* EXERCISE MATERIALS
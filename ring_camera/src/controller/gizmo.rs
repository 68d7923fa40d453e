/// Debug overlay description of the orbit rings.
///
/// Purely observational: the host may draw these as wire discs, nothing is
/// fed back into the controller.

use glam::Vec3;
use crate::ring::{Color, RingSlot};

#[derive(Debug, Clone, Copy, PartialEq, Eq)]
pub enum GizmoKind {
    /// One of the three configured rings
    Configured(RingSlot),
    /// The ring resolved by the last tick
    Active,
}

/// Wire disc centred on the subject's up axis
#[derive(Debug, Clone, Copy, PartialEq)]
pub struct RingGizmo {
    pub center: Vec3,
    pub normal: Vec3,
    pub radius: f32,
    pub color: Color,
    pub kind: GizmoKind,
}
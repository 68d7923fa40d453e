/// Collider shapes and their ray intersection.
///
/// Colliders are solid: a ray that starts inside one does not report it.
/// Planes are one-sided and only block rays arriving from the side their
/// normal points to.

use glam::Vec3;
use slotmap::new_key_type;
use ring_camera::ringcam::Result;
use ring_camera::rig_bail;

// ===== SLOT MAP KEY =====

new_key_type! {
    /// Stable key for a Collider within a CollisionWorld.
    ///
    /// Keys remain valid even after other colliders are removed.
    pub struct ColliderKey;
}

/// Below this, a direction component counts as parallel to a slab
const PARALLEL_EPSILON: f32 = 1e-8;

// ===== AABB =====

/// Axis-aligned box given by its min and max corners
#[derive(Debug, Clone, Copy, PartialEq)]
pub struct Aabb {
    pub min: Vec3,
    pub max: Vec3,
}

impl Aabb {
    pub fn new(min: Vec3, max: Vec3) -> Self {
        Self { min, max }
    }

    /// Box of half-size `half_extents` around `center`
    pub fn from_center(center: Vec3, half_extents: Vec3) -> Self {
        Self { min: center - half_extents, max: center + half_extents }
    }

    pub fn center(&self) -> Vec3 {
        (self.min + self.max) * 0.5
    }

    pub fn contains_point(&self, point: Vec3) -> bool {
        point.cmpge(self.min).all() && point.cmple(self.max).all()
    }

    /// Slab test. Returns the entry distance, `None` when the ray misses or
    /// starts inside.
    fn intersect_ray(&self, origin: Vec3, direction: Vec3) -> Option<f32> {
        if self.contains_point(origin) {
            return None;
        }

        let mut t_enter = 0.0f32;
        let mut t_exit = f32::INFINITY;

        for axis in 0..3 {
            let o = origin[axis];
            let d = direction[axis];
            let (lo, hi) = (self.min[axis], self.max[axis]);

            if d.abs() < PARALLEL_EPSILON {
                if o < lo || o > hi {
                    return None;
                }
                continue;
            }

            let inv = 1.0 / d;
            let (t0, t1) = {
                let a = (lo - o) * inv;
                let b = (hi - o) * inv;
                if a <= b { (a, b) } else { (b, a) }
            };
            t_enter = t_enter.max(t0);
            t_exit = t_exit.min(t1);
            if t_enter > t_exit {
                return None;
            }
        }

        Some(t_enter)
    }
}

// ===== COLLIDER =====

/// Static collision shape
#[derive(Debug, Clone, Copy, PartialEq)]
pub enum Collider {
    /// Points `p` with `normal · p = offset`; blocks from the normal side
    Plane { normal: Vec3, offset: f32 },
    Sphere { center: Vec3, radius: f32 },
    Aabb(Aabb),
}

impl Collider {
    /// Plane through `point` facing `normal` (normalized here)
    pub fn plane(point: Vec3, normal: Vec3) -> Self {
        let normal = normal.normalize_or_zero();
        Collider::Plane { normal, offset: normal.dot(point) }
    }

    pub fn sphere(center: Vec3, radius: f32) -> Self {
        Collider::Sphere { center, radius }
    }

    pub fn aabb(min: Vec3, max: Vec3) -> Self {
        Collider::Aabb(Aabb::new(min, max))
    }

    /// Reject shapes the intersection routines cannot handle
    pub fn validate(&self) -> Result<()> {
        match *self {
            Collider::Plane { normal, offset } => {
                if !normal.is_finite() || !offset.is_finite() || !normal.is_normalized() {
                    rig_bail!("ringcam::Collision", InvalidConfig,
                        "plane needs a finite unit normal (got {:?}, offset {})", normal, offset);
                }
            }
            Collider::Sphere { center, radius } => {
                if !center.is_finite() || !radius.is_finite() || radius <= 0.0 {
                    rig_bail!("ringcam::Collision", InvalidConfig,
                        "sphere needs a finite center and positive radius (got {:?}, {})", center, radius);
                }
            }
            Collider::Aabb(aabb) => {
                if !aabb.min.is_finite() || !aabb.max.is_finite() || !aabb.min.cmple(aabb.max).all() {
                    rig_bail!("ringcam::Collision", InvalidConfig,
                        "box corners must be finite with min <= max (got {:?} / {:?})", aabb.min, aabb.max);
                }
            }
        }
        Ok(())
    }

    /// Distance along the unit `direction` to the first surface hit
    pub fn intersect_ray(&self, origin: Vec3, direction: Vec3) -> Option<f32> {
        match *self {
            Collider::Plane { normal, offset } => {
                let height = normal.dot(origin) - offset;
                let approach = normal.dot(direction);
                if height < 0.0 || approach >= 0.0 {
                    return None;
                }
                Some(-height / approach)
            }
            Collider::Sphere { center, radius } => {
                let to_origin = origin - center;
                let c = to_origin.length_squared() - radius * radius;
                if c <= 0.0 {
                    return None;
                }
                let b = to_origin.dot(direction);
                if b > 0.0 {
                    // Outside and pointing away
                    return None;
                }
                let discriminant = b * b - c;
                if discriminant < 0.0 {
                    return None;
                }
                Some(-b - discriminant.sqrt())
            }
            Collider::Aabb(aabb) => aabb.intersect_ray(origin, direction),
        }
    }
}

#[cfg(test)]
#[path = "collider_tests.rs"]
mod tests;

* THE TASK
Please return only the lines from the one with "let approach = normal.dot(direction);" through the end of the listing, each exactly as written, first and last included.

* ANSWER AREA
                let approach = normal.dot(direction);
                if height < 0.0 || approach >= 0.0 {
                    return None;
                }
                Some(-height / approach)
            }
            Collider::Sphere { center, radius } => {
                let to_origin = origin - center;
                let c = to_origin.length_squared() - radius * radius;
                if c <= 0.0 {
                    return None;
                }
                let b = to_origin.dot(direction);
                if b > 0.0 {
                    // Outside and pointing away
                    return None;
                }
                let discriminant = b * b - c;
                if discriminant < 0.0 {
                    return None;
                }
                Some(-b - discriminant.sqrt())
            }
            Collider::Aabb(aabb) => aabb.intersect_ray(origin, direction),
        }
    }
}

#[cfg(test)]
#[path = "collider_tests.rs"]
mod tests;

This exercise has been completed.